Baskin, a newcomer when she was elected as 2nd District legislator in Buffalo in November 2017, was immediately named majority leader in January 2018 and has served in that role since then. At 36, she is the youngest person to hold the top leadership role, as well as the only first-term legislator to ascend to the seat.

"I vow to remember that we are first all partners in government," she said in her first remarks as chairwoman.

As a female chair and legislator for one of the most diverse districts in the county, she said she looks forward to working with both sides of the aisle.

"I've always prided myself on being a bridge builder," she said, adding, "I'm new to the structure of lawmaking, but not new to leadership."

She replaces Buffalo Democrat Peter Savage, who resigned his chairmanship to become a Buffalo City Court judge.

Baskin founded the College Simulation Experience in 2015, helping underprivileged youth learn about life skills needed to succeed in college. As a legislator, Baskin has been vocal regarding issues of city poverty, human rights and transparency in law enforcement.

Her standing as majority leader over the past 16 months put her in a position for the higher ranking post, and well as the surprising fact that she now ranks as one of the more senior legislators in the Democratic caucus despite being in her first term.

The most veteran Democratic legislator, Thomas Loughran of Amherst, is on the outs with his own party and has announced he will not run for re-election this year. Former Democratic legislator Barbara Miller-Williams, who was recently appointed Buffalo city comptroller, has been replaced by Howard J. Johnson Jr., who was sworn in Thursday.

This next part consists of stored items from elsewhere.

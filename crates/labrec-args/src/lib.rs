//! Argument surface and global configuration for labrec
//!
//! This crate handles:
//! - The engine-owned option group (`--experiments-directory`,
//!   `--experiment-id`, `--description`) bolted onto the host's parser
//! - Splitting a parse into host args, engine options, and default args
//! - Global configuration (`~/.config/labrec/config.toml`)

mod error;
mod global;
mod surface;
mod value;

pub use error::*;
pub use global::*;
pub use surface::*;
pub use value::*;
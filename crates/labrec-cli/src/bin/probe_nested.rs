//! Probe binary: nested stream capture. Writes land in the outer
//! experiment's files for its whole lifetime and in the inner one's only
//! while it is live.

use labrec_cli::build_training_parser;
use labrec_core::{errln, outln, Experiment};

fn main() -> anyhow::Result<()> {
    let mut parser = build_training_parser();

    let outer = Experiment::from_parser(&mut parser, None)?;
    outln!("a");
    errln!("x");
    {
        let _inner = Experiment::from_parser(&mut parser, None)?;
        outln!("b");
        errln!("y");
    }
    outln!("c");
    errln!("z");
    outer.finish()?;
    Ok(())
}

Meanwhile, veteran legislator Kevin Hardwick of the City of Tonawanda, is still technically a Republican even though he left the minority caucus and joined the Democrats in December.

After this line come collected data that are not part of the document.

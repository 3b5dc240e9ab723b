//! Error types for the argument surface and global configuration

use std::path::PathBuf;
use thiserror::Error;

#[derive(Error, Debug)]
pub enum ArgsError {
    /// Parse failures from the host's parser, surfaced unchanged.
    #[error(transparent)]
    Parse(#[from] clap::Error),

    #[error("Failed to read config file at {path}: {source}")]
    ReadError {
        path: PathBuf,
        source: std::io::Error,
    },

    #[error("Failed to parse TOML config at {path}: {source}")]
    TomlParseError {
        path: PathBuf,
        source: toml::de::Error,
    },

    #[error("Failed to determine config directory")]
    NoConfigDir,
}

pub type Result<T> = std::result::Result<T, ArgsError>;
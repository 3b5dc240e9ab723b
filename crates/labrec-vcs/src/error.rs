//! Error types for the VCS adapter

use std::path::PathBuf;
use thiserror::Error;

#[derive(Error, Debug)]
pub enum VcsError {
    #[error("No repository found at or above {0}")]
    NoRepository(PathBuf),

    #[error("Repository has no commits yet")]
    UnbornHead,

    #[error("Git error: {0}")]
    Git(#[from] git2::Error),
}

pub type Result<T> = std::result::Result<T, VcsError>;
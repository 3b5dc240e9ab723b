//! Error types for labrec-core

use std::path::PathBuf;
use thiserror::Error;

#[derive(Error, Debug)]
pub enum CoreError {
    #[error("Argument error: {0}")]
    Args(#[from] labrec_args::ArgsError),

    #[error("VCS error: {0}")]
    Vcs(#[from] labrec_vcs::VcsError),

    #[error("Working tree is dirty; commit or stash before recording an experiment")]
    DirtyRepo,

    #[error("Arguments do not match those stored in {0}")]
    MismatchedArgs(PathBuf),

    #[error("Head commit does not match the one stored in {0}")]
    MismatchedCommit(PathBuf),

    #[error("Experiment directory corrupted at {path}: {reason}")]
    CorruptedExperiment { path: PathBuf, reason: String },

    #[error("Summary update must be a JSON object")]
    SummaryNotObject,

    #[error("I/O error: {0}")]
    Io(#[from] std::io::Error),

    #[error("JSON error: {0}")]
    Json(#[from] serde_json::Error),
}

pub type Result<T> = std::result::Result<T, CoreError>;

Savage voted for Baskin in his last official role as a legislator. Though he was ceremonially sworn in as judge last week, a fact noted by those who expressed dissatisfaction with the rushed nature of Baskin's election as chair, Savage had not officially signed his oath card.

Democrat John Bruso of Lancaster has as much Democratic seniority as Baskin, leading to the expectation that he will likely serve as the next Democratic majority leader. He was named acting majority leader at Monday's meeting.

Legislators Edward Rath III, R-Amherst, and Lynne Dixon, I-Hamburg, voted against Baskin's election as chairwoman. Loughran also expressed disapproval over the process, though he supported Baskin as chairwoman.

"Why all the special meetings?" Loughran asked. "What’s the rush?"

While they have no issues with her personally, they said, they objected to the timing. Democrats, they said, appeared to set the table for her appointment by holding a special meeting last Thursday to swear in Johnson as a legislator and calling another special meeting on Monday to ensure Savage could vote for Baskin before resigning to become judge. They also noted that Legislator John Mills, R-Orchard Park, was absent and unable to make the meeting.

Baskin said the rushed time frame was to ensure the smooth transition of leadership in the Legislature.